### What you are asked to do
Beginning at the line that contains "impl<R: AsyncRead> ExactLength<R>", transcribe the remaining lines of the listing exactly; include the final line and omit everything before.

### Source data

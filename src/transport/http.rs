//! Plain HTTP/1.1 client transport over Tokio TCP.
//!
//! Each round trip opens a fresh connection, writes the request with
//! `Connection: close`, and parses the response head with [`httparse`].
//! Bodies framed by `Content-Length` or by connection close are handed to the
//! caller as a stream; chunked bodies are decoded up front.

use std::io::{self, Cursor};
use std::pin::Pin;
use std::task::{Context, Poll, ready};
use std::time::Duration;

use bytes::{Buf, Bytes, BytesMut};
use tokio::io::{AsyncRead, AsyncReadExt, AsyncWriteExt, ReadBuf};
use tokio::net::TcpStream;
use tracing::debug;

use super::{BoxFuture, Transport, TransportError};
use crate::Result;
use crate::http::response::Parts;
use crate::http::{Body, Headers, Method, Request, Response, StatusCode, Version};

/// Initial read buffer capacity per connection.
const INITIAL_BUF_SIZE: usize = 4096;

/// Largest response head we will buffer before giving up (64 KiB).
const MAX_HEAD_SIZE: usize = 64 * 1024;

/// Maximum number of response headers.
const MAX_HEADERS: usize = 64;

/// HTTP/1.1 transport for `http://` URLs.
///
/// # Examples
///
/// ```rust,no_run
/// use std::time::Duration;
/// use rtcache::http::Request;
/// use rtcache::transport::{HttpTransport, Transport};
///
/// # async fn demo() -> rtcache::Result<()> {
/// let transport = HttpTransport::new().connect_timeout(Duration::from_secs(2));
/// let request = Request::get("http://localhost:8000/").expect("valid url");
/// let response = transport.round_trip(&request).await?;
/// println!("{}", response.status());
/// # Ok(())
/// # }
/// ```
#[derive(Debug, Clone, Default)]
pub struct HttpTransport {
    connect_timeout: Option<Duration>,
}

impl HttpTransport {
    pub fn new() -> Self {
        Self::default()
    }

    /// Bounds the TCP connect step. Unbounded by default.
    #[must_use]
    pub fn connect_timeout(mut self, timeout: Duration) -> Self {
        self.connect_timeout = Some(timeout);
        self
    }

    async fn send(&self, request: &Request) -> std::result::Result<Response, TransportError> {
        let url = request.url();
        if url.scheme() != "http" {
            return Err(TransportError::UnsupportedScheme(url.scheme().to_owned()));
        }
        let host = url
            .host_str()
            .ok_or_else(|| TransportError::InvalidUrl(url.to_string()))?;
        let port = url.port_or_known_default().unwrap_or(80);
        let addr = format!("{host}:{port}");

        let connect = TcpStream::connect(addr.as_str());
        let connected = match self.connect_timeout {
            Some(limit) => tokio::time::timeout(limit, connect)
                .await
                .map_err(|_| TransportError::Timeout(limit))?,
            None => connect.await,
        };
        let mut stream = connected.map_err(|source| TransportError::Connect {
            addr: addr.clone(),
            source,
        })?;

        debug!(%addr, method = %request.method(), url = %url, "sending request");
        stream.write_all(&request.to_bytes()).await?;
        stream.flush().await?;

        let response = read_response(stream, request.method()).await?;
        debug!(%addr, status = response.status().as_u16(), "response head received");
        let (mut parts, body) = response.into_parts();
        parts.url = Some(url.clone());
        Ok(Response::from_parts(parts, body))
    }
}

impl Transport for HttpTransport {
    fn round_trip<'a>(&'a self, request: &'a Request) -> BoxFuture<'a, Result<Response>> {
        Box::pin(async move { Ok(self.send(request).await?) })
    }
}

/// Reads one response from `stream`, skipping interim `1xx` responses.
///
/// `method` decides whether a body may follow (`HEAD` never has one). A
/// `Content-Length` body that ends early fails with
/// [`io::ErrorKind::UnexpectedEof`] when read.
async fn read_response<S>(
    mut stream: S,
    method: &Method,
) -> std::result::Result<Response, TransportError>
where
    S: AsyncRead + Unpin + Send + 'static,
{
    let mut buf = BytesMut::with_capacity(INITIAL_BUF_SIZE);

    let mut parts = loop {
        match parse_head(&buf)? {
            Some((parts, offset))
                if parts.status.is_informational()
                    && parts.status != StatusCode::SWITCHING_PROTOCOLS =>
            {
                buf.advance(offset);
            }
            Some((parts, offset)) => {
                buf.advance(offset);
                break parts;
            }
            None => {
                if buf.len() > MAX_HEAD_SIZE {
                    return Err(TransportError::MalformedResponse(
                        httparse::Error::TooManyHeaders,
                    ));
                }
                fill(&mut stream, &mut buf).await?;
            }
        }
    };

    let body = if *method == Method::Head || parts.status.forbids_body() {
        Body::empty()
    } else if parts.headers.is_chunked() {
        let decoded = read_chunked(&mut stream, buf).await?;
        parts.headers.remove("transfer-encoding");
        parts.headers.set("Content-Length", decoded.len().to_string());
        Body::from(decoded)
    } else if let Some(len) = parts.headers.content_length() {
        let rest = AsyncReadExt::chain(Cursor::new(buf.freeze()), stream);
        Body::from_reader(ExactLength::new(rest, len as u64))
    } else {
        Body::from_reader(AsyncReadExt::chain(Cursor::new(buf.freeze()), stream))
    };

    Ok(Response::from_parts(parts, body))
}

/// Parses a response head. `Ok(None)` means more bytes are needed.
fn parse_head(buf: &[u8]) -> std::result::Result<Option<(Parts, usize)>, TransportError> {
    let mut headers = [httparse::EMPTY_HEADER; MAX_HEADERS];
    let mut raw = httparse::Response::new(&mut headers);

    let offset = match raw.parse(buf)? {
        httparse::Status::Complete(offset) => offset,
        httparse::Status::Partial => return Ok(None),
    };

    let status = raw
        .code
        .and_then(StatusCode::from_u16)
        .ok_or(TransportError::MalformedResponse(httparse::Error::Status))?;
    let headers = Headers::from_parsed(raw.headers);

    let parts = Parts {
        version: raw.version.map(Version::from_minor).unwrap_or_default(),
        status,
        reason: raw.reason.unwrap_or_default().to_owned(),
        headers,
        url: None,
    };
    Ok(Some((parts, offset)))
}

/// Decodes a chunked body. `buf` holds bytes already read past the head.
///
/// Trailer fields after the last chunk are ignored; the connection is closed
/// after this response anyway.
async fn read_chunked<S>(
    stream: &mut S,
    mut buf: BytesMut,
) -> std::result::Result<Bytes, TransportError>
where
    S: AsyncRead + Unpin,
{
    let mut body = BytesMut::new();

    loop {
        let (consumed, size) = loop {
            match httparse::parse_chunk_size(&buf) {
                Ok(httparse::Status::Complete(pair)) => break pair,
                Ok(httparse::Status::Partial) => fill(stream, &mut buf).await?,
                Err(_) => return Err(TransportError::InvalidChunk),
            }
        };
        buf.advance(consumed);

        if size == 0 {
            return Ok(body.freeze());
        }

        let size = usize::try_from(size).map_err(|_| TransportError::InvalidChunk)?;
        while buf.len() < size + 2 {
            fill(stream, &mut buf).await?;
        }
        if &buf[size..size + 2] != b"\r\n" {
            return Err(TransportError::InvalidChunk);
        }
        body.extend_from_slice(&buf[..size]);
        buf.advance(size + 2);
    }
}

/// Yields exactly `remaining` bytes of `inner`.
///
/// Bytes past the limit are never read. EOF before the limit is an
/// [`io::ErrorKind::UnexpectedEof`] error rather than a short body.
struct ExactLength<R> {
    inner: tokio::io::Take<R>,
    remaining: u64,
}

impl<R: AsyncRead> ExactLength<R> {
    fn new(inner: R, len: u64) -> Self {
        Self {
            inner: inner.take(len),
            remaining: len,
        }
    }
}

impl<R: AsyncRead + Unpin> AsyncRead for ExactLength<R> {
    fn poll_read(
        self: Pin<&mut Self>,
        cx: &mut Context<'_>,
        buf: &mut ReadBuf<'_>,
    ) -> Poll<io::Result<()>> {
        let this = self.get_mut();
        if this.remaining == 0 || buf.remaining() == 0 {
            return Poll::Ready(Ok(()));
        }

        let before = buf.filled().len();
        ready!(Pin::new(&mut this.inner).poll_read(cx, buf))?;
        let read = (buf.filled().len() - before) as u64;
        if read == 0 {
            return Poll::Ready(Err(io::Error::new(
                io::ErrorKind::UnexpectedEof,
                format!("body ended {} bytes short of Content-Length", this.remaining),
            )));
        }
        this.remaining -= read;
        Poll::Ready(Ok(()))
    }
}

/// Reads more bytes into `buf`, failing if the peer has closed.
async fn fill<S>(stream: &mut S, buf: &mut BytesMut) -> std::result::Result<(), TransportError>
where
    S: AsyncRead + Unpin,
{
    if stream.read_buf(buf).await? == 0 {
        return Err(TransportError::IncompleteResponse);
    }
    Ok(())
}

### Solution to the exercise
impl<R: AsyncRead> ExactLength<R> {
    fn new(inner: R, len: u64) -> Self {
        Self {
            inner: inner.take(len),
            remaining: len,
        }
    }
}

impl<R: AsyncRead + Unpin> AsyncRead for ExactLength<R> {
    fn poll_read(
        self: Pin<&mut Self>,
        cx: &mut Context<'_>,
        buf: &mut ReadBuf<'_>,
    ) -> Poll<io::Result<()>> {
        let this = self.get_mut();
        if this.remaining == 0 || buf.remaining() == 0 {
            return Poll::Ready(Ok(()));
        }

        let before = buf.filled().len();
        ready!(Pin::new(&mut this.inner).poll_read(cx, buf))?;
        let read = (buf.filled().len() - before) as u64;
        if read == 0 {
            return Poll::Ready(Err(io::Error::new(
                io::ErrorKind::UnexpectedEof,
                format!("body ended {} bytes short of Content-Length", this.remaining),
            )));
        }
        this.remaining -= read;
        Poll::Ready(Ok(()))
    }
}

/// Reads more bytes into `buf`, failing if the peer has closed.
async fn fill<S>(stream: &mut S, buf: &mut BytesMut) -> std::result::Result<(), TransportError>
where
    S: AsyncRead + Unpin,
{
    if stream.read_buf(buf).await? == 0 {
        return Err(TransportError::IncompleteResponse);
    }
    Ok(())
}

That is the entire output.